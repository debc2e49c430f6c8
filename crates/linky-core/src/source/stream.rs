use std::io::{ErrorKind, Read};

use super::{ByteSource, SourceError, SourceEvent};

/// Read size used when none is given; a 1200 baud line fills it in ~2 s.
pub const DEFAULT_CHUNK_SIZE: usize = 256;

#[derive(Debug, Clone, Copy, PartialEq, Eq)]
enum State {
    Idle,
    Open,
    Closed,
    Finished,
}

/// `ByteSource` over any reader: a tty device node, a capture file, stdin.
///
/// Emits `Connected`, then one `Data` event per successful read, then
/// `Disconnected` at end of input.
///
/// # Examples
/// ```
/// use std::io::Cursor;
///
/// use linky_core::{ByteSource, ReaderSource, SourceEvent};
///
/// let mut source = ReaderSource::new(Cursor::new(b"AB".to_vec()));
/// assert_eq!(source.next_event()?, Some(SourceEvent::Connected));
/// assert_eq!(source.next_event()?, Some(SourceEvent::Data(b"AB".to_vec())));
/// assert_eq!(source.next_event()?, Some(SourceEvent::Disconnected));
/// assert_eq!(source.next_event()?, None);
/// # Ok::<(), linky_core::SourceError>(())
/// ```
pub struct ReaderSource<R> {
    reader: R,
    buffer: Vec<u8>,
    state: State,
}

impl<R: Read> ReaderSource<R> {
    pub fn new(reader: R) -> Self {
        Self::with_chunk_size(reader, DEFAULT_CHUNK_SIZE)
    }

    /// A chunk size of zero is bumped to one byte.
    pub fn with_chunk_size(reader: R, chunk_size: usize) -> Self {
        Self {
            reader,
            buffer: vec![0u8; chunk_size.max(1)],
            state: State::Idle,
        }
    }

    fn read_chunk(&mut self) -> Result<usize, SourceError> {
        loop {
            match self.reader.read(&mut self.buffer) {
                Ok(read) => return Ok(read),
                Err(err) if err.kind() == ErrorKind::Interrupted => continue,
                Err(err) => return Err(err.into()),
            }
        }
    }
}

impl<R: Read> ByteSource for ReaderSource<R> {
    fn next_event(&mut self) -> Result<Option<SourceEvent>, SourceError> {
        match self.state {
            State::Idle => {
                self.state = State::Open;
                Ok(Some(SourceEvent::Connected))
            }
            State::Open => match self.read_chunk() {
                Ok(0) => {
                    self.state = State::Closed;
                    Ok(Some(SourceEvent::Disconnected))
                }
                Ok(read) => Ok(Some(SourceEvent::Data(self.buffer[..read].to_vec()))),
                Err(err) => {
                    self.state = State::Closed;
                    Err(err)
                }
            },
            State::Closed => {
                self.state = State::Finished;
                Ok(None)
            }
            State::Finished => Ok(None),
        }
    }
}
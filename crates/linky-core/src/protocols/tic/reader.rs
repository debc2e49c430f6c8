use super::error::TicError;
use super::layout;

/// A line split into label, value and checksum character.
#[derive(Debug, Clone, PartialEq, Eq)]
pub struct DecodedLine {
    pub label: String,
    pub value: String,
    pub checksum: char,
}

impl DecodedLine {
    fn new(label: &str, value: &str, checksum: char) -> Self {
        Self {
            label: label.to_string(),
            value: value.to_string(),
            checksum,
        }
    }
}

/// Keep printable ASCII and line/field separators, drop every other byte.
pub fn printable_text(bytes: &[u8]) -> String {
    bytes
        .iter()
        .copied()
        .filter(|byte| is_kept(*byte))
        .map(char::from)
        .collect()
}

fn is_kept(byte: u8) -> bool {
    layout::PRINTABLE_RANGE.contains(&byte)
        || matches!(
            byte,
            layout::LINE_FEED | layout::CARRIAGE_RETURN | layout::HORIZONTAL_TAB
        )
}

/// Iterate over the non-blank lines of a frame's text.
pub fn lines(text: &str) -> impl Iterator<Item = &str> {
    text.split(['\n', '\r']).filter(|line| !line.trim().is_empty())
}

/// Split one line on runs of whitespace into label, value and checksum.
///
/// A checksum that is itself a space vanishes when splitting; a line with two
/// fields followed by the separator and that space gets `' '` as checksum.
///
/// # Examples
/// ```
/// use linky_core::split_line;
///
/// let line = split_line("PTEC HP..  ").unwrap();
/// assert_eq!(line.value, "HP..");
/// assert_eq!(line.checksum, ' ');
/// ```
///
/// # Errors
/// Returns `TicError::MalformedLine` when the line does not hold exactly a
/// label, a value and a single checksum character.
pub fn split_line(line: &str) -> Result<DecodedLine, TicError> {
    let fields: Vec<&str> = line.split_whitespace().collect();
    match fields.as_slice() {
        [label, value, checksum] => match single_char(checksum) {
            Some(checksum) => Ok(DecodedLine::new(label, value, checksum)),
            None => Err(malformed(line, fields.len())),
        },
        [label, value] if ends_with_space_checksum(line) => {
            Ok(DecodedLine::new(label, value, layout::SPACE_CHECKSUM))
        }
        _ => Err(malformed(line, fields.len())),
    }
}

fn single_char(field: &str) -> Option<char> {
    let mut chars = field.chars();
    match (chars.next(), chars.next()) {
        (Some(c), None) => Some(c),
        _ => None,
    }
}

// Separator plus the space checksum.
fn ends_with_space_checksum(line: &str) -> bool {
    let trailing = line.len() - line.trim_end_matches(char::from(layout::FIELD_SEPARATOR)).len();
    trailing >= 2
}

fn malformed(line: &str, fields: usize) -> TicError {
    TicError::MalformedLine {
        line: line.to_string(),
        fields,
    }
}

===

▶ [WHAT YOU ARE ASKED TO DO]:
Once more, set down the full listing, verbatim.

▶ [RESPONSE]:
repository debc2e49c430f6c8
filename crates/linky-core/src/source/stream.rs
use std::io::{ErrorKind, Read};

use super::{ByteSource, SourceError, SourceEvent};

/// Read size used when none is given; a 1200 baud line fills it in ~2 s.
pub const DEFAULT_CHUNK_SIZE: usize = 256;

#[derive(Debug, Clone, Copy, PartialEq, Eq)]
enum State {
    Idle,
    Open,
    Closed,
    Finished,
}

/// `ByteSource` over any reader: a tty device node, a capture file, stdin.
///
/// Emits `Connected`, then one `Data` event per successful read, then
/// `Disconnected` at end of input.
///
/// # Examples
/// ```
/// use std::io::Cursor;
///
/// use linky_core::{ByteSource, ReaderSource, SourceEvent};
///
/// let mut source = ReaderSource::new(Cursor::new(b"AB".to_vec()));
/// assert_eq!(source.next_event()?, Some(SourceEvent::Connected));
/// assert_eq!(source.next_event()?, Some(SourceEvent::Data(b"AB".to_vec())));
/// assert_eq!(source.next_event()?, Some(SourceEvent::Disconnected));
/// assert_eq!(source.next_event()?, None);
/// # Ok::<(), linky_core::SourceError>(())
/// ```
pub struct ReaderSource<R> {
    reader: R,
    buffer: Vec<u8>,
    state: State,
}

impl<R: Read> ReaderSource<R> {
    pub fn new(reader: R) -> Self {
        Self::with_chunk_size(reader, DEFAULT_CHUNK_SIZE)
    }

    /// A chunk size of zero is bumped to one byte.
    pub fn with_chunk_size(reader: R, chunk_size: usize) -> Self {
        Self {
            reader,
            buffer: vec![0u8; chunk_size.max(1)],
            state: State::Idle,
        }
    }

    fn read_chunk(&mut self) -> Result<usize, SourceError> {
        loop {
            match self.reader.read(&mut self.buffer) {
                Ok(read) => return Ok(read),
                Err(err) if err.kind() == ErrorKind::Interrupted => continue,
                Err(err) => return Err(err.into()),
            }
        }
    }
}

impl<R: Read> ByteSource for ReaderSource<R> {
    fn next_event(&mut self) -> Result<Option<SourceEvent>, SourceError> {
        match self.state {
            State::Idle => {
                self.state = State::Open;
                Ok(Some(SourceEvent::Connected))
            }
            State::Open => match self.read_chunk() {
                Ok(0) => {
                    self.state = State::Closed;
                    Ok(Some(SourceEvent::Disconnected))
                }
                Ok(read) => Ok(Some(SourceEvent::Data(self.buffer[..read].to_vec()))),
                Err(err) => {
                    self.state = State::Closed;
                    Err(err)
                }
            },
            State::Closed => {
                self.state = State::Finished;
                Ok(None)
            }
            State::Finished => Ok(None),
        }
    }
}
filename crates/linky-core/src/protocols/tic/reader.rs
repository debc2e49c430f6c8
use super::error::TicError;
use super::layout;

/// A line split into label, value and checksum character.
#[derive(Debug, Clone, PartialEq, Eq)]
pub struct DecodedLine {
    pub label: String,
    pub value: String,
    pub checksum: char,
}

impl DecodedLine {
    fn new(label: &str, value: &str, checksum: char) -> Self {
        Self {
            label: label.to_string(),
            value: value.to_string(),
            checksum,
        }
    }
}

/// Keep printable ASCII and line/field separators, drop every other byte.
pub fn printable_text(bytes: &[u8]) -> String {
    bytes
        .iter()
        .copied()
        .filter(|byte| is_kept(*byte))
        .map(char::from)
        .collect()
}

fn is_kept(byte: u8) -> bool {
    layout::PRINTABLE_RANGE.contains(&byte)
        || matches!(
            byte,
            layout::LINE_FEED | layout::CARRIAGE_RETURN | layout::HORIZONTAL_TAB
        )
}

/// Iterate over the non-blank lines of a frame's text.
pub fn lines(text: &str) -> impl Iterator<Item = &str> {
    text.split(['\n', '\r']).filter(|line| !line.trim().is_empty())
}

/// Split one line on runs of whitespace into label, value and checksum.
///
/// A checksum that is itself a space vanishes when splitting; a line with two
/// fields followed by the separator and that space gets `' '` as checksum.
///
/// # Examples
/// ```
/// use linky_core::split_line;
///
/// let line = split_line("PTEC HP..  ").unwrap();
/// assert_eq!(line.value, "HP..");
/// assert_eq!(line.checksum, ' ');
/// ```
///
/// # Errors
/// Returns `TicError::MalformedLine` when the line does not hold exactly a
/// label, a value and a single checksum character.
pub fn split_line(line: &str) -> Result<DecodedLine, TicError> {
    let fields: Vec<&str> = line.split_whitespace().collect();
    match fields.as_slice() {
        [label, value, checksum] => match single_char(checksum) {
            Some(checksum) => Ok(DecodedLine::new(label, value, checksum)),
            None => Err(malformed(line, fields.len())),
        },
        [label, value] if ends_with_space_checksum(line) => {
            Ok(DecodedLine::new(label, value, layout::SPACE_CHECKSUM))
        }
        _ => Err(malformed(line, fields.len())),
    }
}

fn single_char(field: &str) -> Option<char> {
    let mut chars = field.chars();
    match (chars.next(), chars.next()) {
        (Some(c), None) => Some(c),
        _ => None,
    }
}

// Separator plus the space checksum.
fn ends_with_space_checksum(line: &str) -> bool {
    let trailing = line.len() - line.trim_end_matches(char::from(layout::FIELD_SEPARATOR)).len();
    trailing >= 2
}

fn malformed(line: &str, fields: usize) -> TicError {
    TicError::MalformedLine {
        line: line.to_string(),
        fields,
    }
}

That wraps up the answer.